「欠点がない」のが欠点 緒方明『いつか読書する日』は熟年男女の究極の物語

ILLUSTRATION BY NATSUCO MOON FOR NEWSWEEK JAPAN
<市役所に勤める50歳で妻帯者の高梨と、心に秘めた女性・美奈子。2人は高校の同級生でありながら目を合わせない。美奈子はなぜ今も独り身なのか。タイトルの意味は? 全て説明したくなる>
資料に改めて当たり、『いつか読書する日』の公開が2005年であることに驚いた。16年も過ぎたのか。
ただし、本作監督の緒方明との付き合いはもっと古い。初めて会ったのは、(この連載でも以前に取り上げた)1981年公開の『シャッフル』の現場だった。このときの緒方のポジションはチーフ助監督。どちらかといえば物静かな監督である石井岳龍の現場を、緒方はその外見同様にマッチョに仕切っていた。
その後に紆余曲折あって僕はテレビドキュメンタリーの現場に身を置いてディレクターとなり、緒方も助監督として何本かの作品に従事してから、多くのテレビドキュメンタリーを演出する。
ほぼ同じ時期に同じ業界にいたわけだけど、この頃に緒方との接点はほとんどない。なぜならゴールデン枠の番組も演出する緒方は王道だ。対してこっちは、深夜枠をメインのフィールドにする日陰の立場。1998年に僕は『A』を発表して、その2年後に緒方も『独立少年合唱団』で商業映画の監督としてデビューする。
ベルリン国際映画祭に招待されたこの映画がアルフレート・バウアー賞を受賞したことを、僕は新聞などで知った。テレビでも話題になっていた。『A』もこの2年前のベルリン映画祭に正式招待されていたけれど、ほとんど報道されなかった。羨ましい。どうせこっちは日陰さ。
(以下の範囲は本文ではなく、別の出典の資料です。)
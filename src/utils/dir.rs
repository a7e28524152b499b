use std::{env, io, path::PathBuf};

use anyhow::Result;

/// Default storage root when the user doesn't pass `--dir`. Data files live
/// next to each other in one flat directory the user can point any editor at.
pub fn default_storage_root() -> Result<PathBuf> {
    let path = {
        cfg_if::cfg_if! {
            if #[cfg(windows)] {
                let mut path = PathBuf::from(
                    env::var("APPDATA").expect("APPDATA should be present on Windows"),
                );
                path.push("hoursme");
                path
            } else {
                let mut path = env::var("XDG_DATA_HOME")
                    .map(PathBuf::from)
                    .or_else(|_| {
                        env::var("HOME").map(|home| {
                            let mut path = PathBuf::from(home);
                            path.push(".local/share");
                            path
                        })
                    })
                    .expect("Couldn't find neither XDG_DATA_HOME nor HOME");
                path.push("hoursme");
                path
            }
        }
    };

    match std::fs::create_dir_all(&path) {
        Ok(_) => Ok(path),
        Err(v) if v.kind() == io::ErrorKind::AlreadyExists => Ok(path),
        Err(v) => Err(v.into()),
    }
}
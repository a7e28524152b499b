use anyhow::Result;
use chrono::{NaiveDate, NaiveDateTime};

use crate::{
    cli::{
        output::{format_minutes, paint_category},
        read_or_empty,
    },
    store::{
        entities::ActivityPeriod,
        record_store::RecordStore,
    },
    utils::time::day_key,
};

use super::output::analysis::day_total_minutes;

/// Prints one day's periods in time order with the day total (untracked
/// category excluded) and any reflections written that day.
pub async fn show_day(store: &impl RecordStore, day: NaiveDate, untracked: &str) -> Result<()> {
    let periods = read_or_empty(store.read_activities(Some(day)).await)?;
    let palette = read_or_empty(store.read_categories().await)?;

    println!("{}", day_key(day));
    if periods.is_empty() {
        println!("  no activity recorded");
    }
    for period in &periods {
        let details = if period.details.is_empty() {
            String::new()
        } else {
            format!("  {}", period.details)
        };
        println!(
            "  {}-{}  {}  {}{}",
            period.start.format("%H:%M"),
            period.end.format("%H:%M"),
            format_minutes(period.duration_minutes()),
            paint_category(&period.category, &palette),
            details
        );
    }

    let total = day_total_minutes(&periods, day, untracked);
    println!("  total: {}", format_minutes(total));

    let ideas = read_or_empty(store.read_ideas(Some(day)).await)?;
    if !ideas.is_empty() {
        println!();
        for idea in &ideas {
            println!("  » {}", idea.idea);
        }
    }
    Ok(())
}

/// Records a period. The store refuses overlaps and keeps the file ordered
/// by start time.
pub async fn add_period(
    store: &impl RecordStore,
    category: String,
    start: NaiveDateTime,
    end: NaiveDateTime,
    details: String,
) -> Result<()> {
    let period = ActivityPeriod::new(category, start, end, details)?;
    store.save_activity(&period).await?;
    println!(
        "Saved {} ({})",
        period.category,
        format_minutes(period.duration_minutes())
    );
    Ok(())
}
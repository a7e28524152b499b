use chrono::{Duration, NaiveDate, NaiveDateTime};
use serde::Deserialize;
use serde::Serialize;

use crate::store::error::StoreError;

/// One user-recorded interval of time tagged with a category. Periods are
/// append-only and must not overlap each other within a collection.
#[derive(Debug, Clone, PartialEq, Eq)]
pub struct ActivityPeriod {
    pub category: String,
    pub start: NaiveDateTime,
    pub end: NaiveDateTime,
    pub details: String,
}

impl ActivityPeriod {
    /// Builds a period, rejecting empty categories and zero or negative
    /// durations up front so they never reach the file.
    pub fn new(
        category: impl Into<String>,
        start: NaiveDateTime,
        end: NaiveDateTime,
        details: impl Into<String>,
    ) -> Result<Self, StoreError> {
        let category = category.into();
        if category.trim().is_empty() || end <= start {
            return Err(StoreError::InvalidPeriod);
        }
        Ok(Self {
            category,
            start,
            end,
            details: details.into(),
        })
    }

    pub fn duration(&self) -> Duration {
        std::cmp::max(Duration::zero(), self.end - self.start)
    }

    pub fn duration_minutes(&self) -> i64 {
        self.duration().num_minutes()
    }

    /// Half-open interval intersection. Touching endpoints (one period ends
    /// exactly where the next starts) do not count as overlap.
    pub fn overlaps(&self, other: &ActivityPeriod) -> bool {
        self.start < other.end && self.end > other.start
    }

    pub fn day(&self) -> NaiveDate {
        self.start.date()
    }
}

/// Palette entry from categories.json. Read-only to the store.
#[derive(Debug, Clone, PartialEq, Eq, Serialize, Deserialize)]
pub struct CategoryDef {
    pub name: String,
    pub color: String,
}

impl CategoryDef {
    /// `#` followed by 3 or 6 hex digits.
    pub fn has_valid_color(&self) -> bool {
        let Some(hex) = self.color.strip_prefix('#') else {
            return false;
        };
        matches!(hex.len(), 3 | 6) && hex.chars().all(|c| c.is_ascii_hexdigit())
    }

    /// Expands the color into RGB components for terminal rendering.
    pub fn rgb(&self) -> Option<(u8, u8, u8)> {
        if !self.has_valid_color() {
            return None;
        }
        let hex = &self.color[1..];
        let expanded: String = if hex.len() == 3 {
            hex.chars().flat_map(|c| [c, c]).collect()
        } else {
            hex.to_string()
        };
        let channel = |i: usize| u8::from_str_radix(&expanded[i..i + 2], 16).ok();
        Some((channel(0)?, channel(2)?, channel(4)?))
    }
}

/// Free-text note attached to a calendar day. Several reflections may share
/// a date.
#[derive(Debug, Clone, PartialEq, Eq)]
pub struct DailyReflection {
    pub date: String,
    pub idea: String,
}

/// Outcome of checking every backing file in a storage root.
#[derive(Debug, Default)]
pub struct ValidationReport {
    pub errors: Vec<String>,
}

impl ValidationReport {
    pub fn is_valid(&self) -> bool {
        self.errors.is_empty()
    }
}
//! Hoursme keeps a day planner's worth of data in plain delimited text
//! files: activity periods, daily reflections, and a todo list, all under
//! one user-chosen directory. The files stay hand-editable; the store
//! validates their headers, keeps activities sorted and non-overlapping,
//! and derives daily, weekly, and long-term views from them.

pub mod cli;
pub mod store;
pub mod utils;
use std::{future::Future, io::ErrorKind, ops::Deref, path::PathBuf};

use chrono::NaiveDate;
use tracing::{debug, warn};

use crate::{
    store::{
        csv::{parse_csv, serialize_row},
        entities::{ActivityPeriod, CategoryDef, DailyReflection, ValidationReport},
        error::StoreError,
        schema::{TableSchema, ACTIVITIES, CATEGORIES_FILE, IDEAS, TODOS},
    },
    utils::time::{day_key, format_local, parse_local},
};

/// Interface for abstracting storage of the three collections plus the
/// category palette. Views and tests consume the store through this trait.
pub trait RecordStore {
    /// Reads activity periods in file order, optionally narrowed to the
    /// periods starting on `day`.
    fn read_activities(
        &self,
        day: Option<NaiveDate>,
    ) -> impl Future<Output = Result<Vec<ActivityPeriod>, StoreError>>;

    fn read_ideas(
        &self,
        day: Option<NaiveDate>,
    ) -> impl Future<Output = Result<Vec<DailyReflection>, StoreError>>;

    fn read_todos(&self) -> impl Future<Output = Result<Vec<String>, StoreError>>;

    fn read_categories(&self) -> impl Future<Output = Result<Vec<CategoryDef>, StoreError>>;

    /// Inserts a period, refusing any overlap with the existing set. The
    /// collection is kept sorted ascending by start on disk, so this is a
    /// whole-file rewrite rather than a plain append.
    fn save_activity(
        &self,
        period: &ActivityPeriod,
    ) -> impl Future<Output = Result<(), StoreError>>;

    fn save_idea(
        &self,
        date: NaiveDate,
        idea: &str,
    ) -> impl Future<Output = Result<(), StoreError>>;

    /// Replaces the todo collection wholesale. The format has no row
    /// identity besides position, so deletion works by rewriting the rest.
    fn save_todos(&self, todos: &[String]) -> impl Future<Output = Result<(), StoreError>>;

    /// Checks every backing file and reports user-readable problems.
    fn validate_root(&self) -> impl Future<Output = Result<ValidationReport, StoreError>>;
}
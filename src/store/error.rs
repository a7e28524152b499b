use thiserror::Error;

/// Errors raised by the record store. Schema and palette problems carry
/// user-facing repair hints; the CLI prints them verbatim.
#[derive(Debug, Error)]
pub enum StoreError {
    #[error(
        "{table} format is incorrect. Missing columns: {}. Expected format: {expected}",
        .missing.join(", ")
    )]
    Schema {
        table: &'static str,
        missing: Vec<String>,
        expected: String,
    },

    #[error("categories.json format is incorrect. {0}")]
    Palette(String),

    #[error("period overlaps an existing activity, nothing was saved")]
    Overlap,

    #[error("period needs a category and must end after it starts")]
    InvalidPeriod,

    #[error(transparent)]
    Io(#[from] std::io::Error),
}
その緒方の2作目である『いつか読書する日』は、市役所の福祉課に勤める50 歳の高梨が主人公だ。妻はいるが心に秘めた女性がいる。名前は美奈子。2人は街でよくすれ違う。でも言葉を交わさない。目も合わせない。互いに黙殺している。
......とここまでストーリーの概要を書きながら気が付いた。この映画は克明にストーリーを記述しないと、紹介したことにならないのだ。
そう書くと、当たり前じゃないかと思う人はいるだろうな。当たり前じゃないよ。細かなストーリーの紹介など不要な(ガラガラガッチャーンみたいな)映画はいくらでもある。でも『いつか読書する日』は違う。なぜ高梨と美奈子は、高校の同級生でありながら目も合わせないのか。高梨の末期癌の妻は何を思って日々を過ごすのか。美奈子はなぜ今も独り身なのか。そもそもタイトルの意味は何か。そしてラストに何が起きるのか。全て説明したくなる。
つまり(緒方とはテレビ時代からの付き合いである)青木研次の脚本の完成度が、とてつもなく高いのだ。良い脚本さえできたなら映画は80%できたようなものだ。これは映画業界でよく耳にする箴言(しんげん)だけど、『いつか読書する日』については、その完成された脚本に、徹底して抑制された緒方の演出が重なり、さらに岸部一徳と田中裕子の熱演も奇跡的に融合している。